Since the book was launching at $0.99 I actually went to the bank and got $50 in one dollar bills and paper-clipped them to the stickers to “give away” the copies. It ended up being a great conversation starter at the show and I’m confident it moved some units as well.
Running Total: $1038
Pimping out the Baby
Up until this point, I hadn’t mentioned anything about the book on my personal Facebook account. I’m mostly active in groups, and don’t post that many status updates.
So when I do, I want to make sure it’s a good one!

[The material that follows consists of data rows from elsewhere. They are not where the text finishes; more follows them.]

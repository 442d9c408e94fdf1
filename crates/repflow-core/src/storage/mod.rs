mod config;

pub use config::Config;

use std::path::PathBuf;

use crate::error::Result;

/// Returns `~/.config/repflow[-dev]/` based on REPFLOW_ENV.
///
/// Set REPFLOW_ENV=dev to use a development data directory.
pub fn data_dir() -> Result<PathBuf> {
    let base_dir = dirs::home_dir()
        .unwrap_or_else(|| PathBuf::from("."))
        .join(".config");

    let env = std::env::var("REPFLOW_ENV").unwrap_or_else(|_| "production".to_string());

    let dir = if env == "dev" {
        base_dir.join("repflow-dev")
    } else {
        base_dir.join("repflow")
    };

    std::fs::create_dir_all(&dir)?;
    Ok(dir)
}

And when Bryn sent me this picture while I was at FinCon, I knew I had to post it:
The paperback proof had just arrived back home and she managed to capture our little hustler being the first to check it out.
Boom. 150 likes.
Do you like how we’re 4000 words and almost 3 months into this post, and we’re just now getting to launch week?
This project really stood on the shoulders of years of platform building and soaking up all the marketing insight I could.
So what came next?
Mobilizing the Launch Team
The first order of business on Monday morning was equipping the launch team with some social media firepower and letting them know it was go-time.

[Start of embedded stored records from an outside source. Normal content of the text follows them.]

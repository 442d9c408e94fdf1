pub mod cart;
pub mod catalog;
pub mod challenge;
pub mod config;
pub mod session;
pub mod timer;
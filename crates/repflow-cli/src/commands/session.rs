use clap::Subcommand;
use repflow_core::{
    canonical_id, CatalogProvider, Config, Difficulty, Event, SessionEngine, SessionMode,
    WorkoutDescriptor,
};

use crate::state::{append_history, load_catalog, load_state, save_state};

#[derive(Subcommand)]
pub enum SessionAction {
    /// Start a multi-workout session from the current cart
    Start,
    /// Start a single-workout session (no cart checkout on completion)
    Single {
        name: String,
        equipment: String,
        #[arg(long)]
        difficulty: Option<String>,
    },
    /// Mark the current exercise completed and advance
    Next,
    /// Cancel the session, discarding all progress
    Cancel,
    /// Print the session state as JSON
    Status,
}

pub fn run(action: SessionAction) -> Result<(), Box<dyn std::error::Error>> {
    let config = Config::load()?;
    let mut state = load_state();

    match action {
        SessionAction::Start => {
            if state.session.as_ref().is_some_and(|s| !s.is_terminal()) {
                return Err("a session is already active; cancel it first".into());
            }
            let catalog = load_catalog(&config)?;
            // Resolve cart snapshots back to full descriptors; a snapshot
            // whose catalog entry vanished still runs with its saved fields.
            let items: Vec<WorkoutDescriptor> = state
                .cart
                .items()
                .iter()
                .map(|item| {
                    catalog.find_by_id(&item.id).cloned().unwrap_or_else(|| {
                        WorkoutDescriptor {
                            name: item.name.clone(),
                            equipment: item.equipment.clone(),
                            difficulty: item.difficulty,
                            duration_label: item.duration_label.clone(),
                            instructions: String::new(),
                            tips: Vec::new(),
                        }
                    })
                })
                .collect();
            let session = SessionEngine::new(items, SessionMode::Session)?;
            println!("{}", serde_json::to_string_pretty(&session.started_event())?);
            state.timer.reset();
            state.timer.start();
            state.session = Some(session);
        }
        SessionAction::Single {
            name,
            equipment,
            difficulty,
        } => {
            if state.session.as_ref().is_some_and(|s| !s.is_terminal()) {
                return Err("a session is already active; cancel it first".into());
            }
            let difficulty: Difficulty = match difficulty {
                Some(d) => d.parse()?,
                None => config.default_difficulty,
            };
            let catalog = load_catalog(&config)?;
            let id = canonical_id(&name, &equipment, difficulty);
            let workout = catalog
                .find_by_id(&id)
                .ok_or_else(|| format!("no catalog workout with id '{id}'"))?
                .clone();
            let session = SessionEngine::new(vec![workout], SessionMode::Single)?;
            println!("{}", serde_json::to_string_pretty(&session.started_event())?);
            state.timer.reset();
            state.timer.start();
            state.session = Some(session);
        }
        SessionAction::Next => {
            let Some(session) = state.session.as_mut() else {
                return Err("no active session".into());
            };
            let elapsed = state.timer.elapsed_secs();
            match session.complete_exercise(&mut state.cart, elapsed) {
                None => {
                    println!("{}", serde_json::json!({ "status": "rejected", "reason": "session already finished" }));
                }
                Some(event) => {
                    println!("{}", serde_json::to_string_pretty(&event)?);
                    match &event {
                        Event::ExerciseAdvanced { .. } => {
                            // Fresh timer for the next workout.
                            state.timer.reset();
                            state.timer.start();
                        }
                        Event::SessionCompleted { .. } | Event::WorkoutCompleted { .. } => {
                            // Fire-and-forget hand-off: a history write
                            // failure must not leave the session active.
                            if config.history_enabled {
                                if let Err(e) = append_history(serde_json::to_value(&event)?) {
                                    eprintln!("warning: could not append history: {e}");
                                }
                            }
                            state.timer.reset();
                            state.session = None;
                        }
                        _ => {}
                    }
                }
            }
        }
        SessionAction::Cancel => {
            let Some(session) = state.session.as_mut() else {
                return Err("no active session".into());
            };
            match session.cancel() {
                Some(event) => println!("{}", serde_json::to_string_pretty(&event)?),
                None => {
                    println!("{}", serde_json::json!({ "status": "rejected", "reason": "session already finished" }));
                }
            }
            state.timer.reset();
            state.session = None;
        }
        SessionAction::Status => match &state.session {
            Some(session) => {
                let status = serde_json::json!({
                    "session_id": session.session_id(),
                    "state": session.state(),
                    "mode": session.mode(),
                    "current_index": session.current_index(),
                    "workout_count": session.workout_count(),
                    "current_workout": session.current_workout().map(|w| &w.name),
                    "timer_elapsed_secs": state.timer.elapsed_secs(),
                });
                println!("{}", serde_json::to_string_pretty(&status)?);
            }
            None => println!("{}", serde_json::json!({ "status": "no_session" })),
        },
    }

    save_state(&state)?;
    Ok(())
}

By this time, the book had collected more than 20 5-star reviews on Amazon so the sales page had plenty of awesome social proof.
I used a tool called hrefshare to generate click-to-share social media posts for Twitter and Facebook.
For example, here’s what the Facebook posts looked like:
In fact, the link still works if you want to test it out and share the book.
Alternatively, I gave launch team people the option to share my own public Facebook status if that was easier. (Forgetting to set the privacy to “public” was a mistake I made last time.)
This was purposely an image post and NOT a “link” post, with the theory that the Facebook algorithm doesn’t love posts that take people off of Facebook.
Once the launch team was armed and dangerous, I turned my attention to email. First, I messaged the group of people who’d opted in specifically to be notified about the book.
Then, I hit the main Side Hustle Nation email list, which at the time was around 35,000 subscribers strong. (That’s what I mean by this project standing on the shoulders of years of platform building.)
I don’t normally do this, but because I wanted this to reach the most people possible, I split test a couple different subject lines:
- One was more vague: Go where the cash is already flowing
- And one was more direct: Get my new book for just $0.99 today
Each of these messages went out to 15% of the list. As you might expect, the more vague one had a slightly better open rate, but the more direct one generated more clicks.
And since you can’t sell books on open rate alone, I sent the more direct subject line to the remaining 70% of the list.
The social media blitz and the email drop combined to push the book to its highest positions on Amazon. That Monday, it sold 705 copies, earned the coveted bestseller badge on the first day and hit #1 in several subcategories.
Throughout the week, I messaged my list a couple more times. Once was on Thursday for my regular weekly newsletter (subject line: 300+ ways to make extra money), and the other time was on Saturday, the last day of the $0.99 promo.
I attempted to filter the Saturday message to only those subscribers who hadn’t clicked the link in either of the previous messages. (Subject line: Did you see this?)
Each time I sent, I saw a distinct spike in the sales chart:
If you don’t have a big email list, there are a few other things you can do, including renting someone else’s which I tried as well.
There were a lot of contributors and stakeholders in the book. I’d already messaged most of the people featured and given them a free copy, so the next stage of my email outreach was to the companies featured and marketplaces included.
This worked really well with Work Smarter, but I actually didn’t see as much traction on this strategy this time around. I think selling the book–even for just $0.99–instead of giving it away for free created a barrier that many companies didn’t want to share it on social.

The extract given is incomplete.